Problem description: Reproduce the line that contains "Err(e) => warn!(error" and every line after it through the end of the records, exactly, with nothing added.

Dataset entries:
##############################

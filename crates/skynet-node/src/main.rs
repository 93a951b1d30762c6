//! # skynet-node
//!
//! Headless Skynet node.
//!
//! Joins every configured topic, announces itself on the control topic and
//! keeps the conversation store and peer table up to date until Ctrl+C.
//! Configuration comes from `SKYNET_*` environment variables; see
//! `skynet_client::ClientConfig`.

use std::time::Duration;

use tracing::{debug, info, warn};
use tracing_subscriber::EnvFilter;

use skynet_client::{spawn_router, ClientConfig};

#[tokio::main]
async fn main() -> anyhow::Result<()> {
    // -----------------------------------------------------------------------
    // 1. Initialize tracing (respects RUST_LOG env var)
    // -----------------------------------------------------------------------
    tracing_subscriber::fmt()
        .with_env_filter(
            EnvFilter::try_from_default_env()
                .unwrap_or_else(|_| EnvFilter::new("info,skynet_net=debug,skynet_client=debug")),
        )
        .init();

    info!("Starting Skynet node v{}", env!("CARGO_PKG_VERSION"));

    // -----------------------------------------------------------------------
    // 2. Load configuration
    // -----------------------------------------------------------------------
    let config = ClientConfig::from_env();
    let identity = config.identity();
    info!(?config, "Loaded configuration");
    info!(
        participant = %identity.participant_id(),
        display_name = identity.display_name.as_deref().unwrap_or("-"),
        topics = ?config.subscribed_topics(),
        "Local identity"
    );

    // -----------------------------------------------------------------------
    // 3. Spawn the router and join the topics
    // -----------------------------------------------------------------------
    let router = spawn_router(config);

    // A topic that cannot bind does not keep the others down.
    if let Err(e) = router.start().await {
        warn!(error = %e, "Some channels failed to start");
    }

    // -----------------------------------------------------------------------
    // 4. Spawn background tasks
    // -----------------------------------------------------------------------

    // Log every published state change
    let mut updates = router.subscribe();
    tokio::spawn(async move {
        while updates.changed().await.is_ok() {
            let snapshot = updates.borrow_and_update().clone();
            debug!(
                conversations = snapshot.conversations.len(),
                unread = snapshot.unread_count(),
                peers = snapshot.peers.len(),
                "State updated"
            );
        }
    });

    // Periodic status line (every minute)
    let status = router.clone();
    tokio::spawn(async move {
        let mut interval = tokio::time::interval(Duration::from_secs(60));
        loop {
            interval.tick().await;
            let snapshot = status.snapshot();
            info!(
                conversations = snapshot.conversations.len(),
                peers = snapshot.peers.len(),
                online = snapshot.online_peers().count(),
                "Node status"
            );
        }
    });

    // -----------------------------------------------------------------------
    // 5. Run until Ctrl+C
    // -----------------------------------------------------------------------
    tokio::signal::ctrl_c().await?;
    info!("Received Ctrl+C, shutting down");

    router.stop().await?;

    // Final state for whoever collects the logs.
    match router.snapshot().to_json() {
        Ok(json) => debug!(snapshot = %json, "Final state"),
        Err(e) => warn!(error = %e, "Failed to serialize final state"),
    }

    router.shutdown().await;
    Ok(())
}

##############################

Result:
        Err(e) => warn!(error = %e, "Failed to serialize final state"),
    }

    router.shutdown().await;
    Ok(())
}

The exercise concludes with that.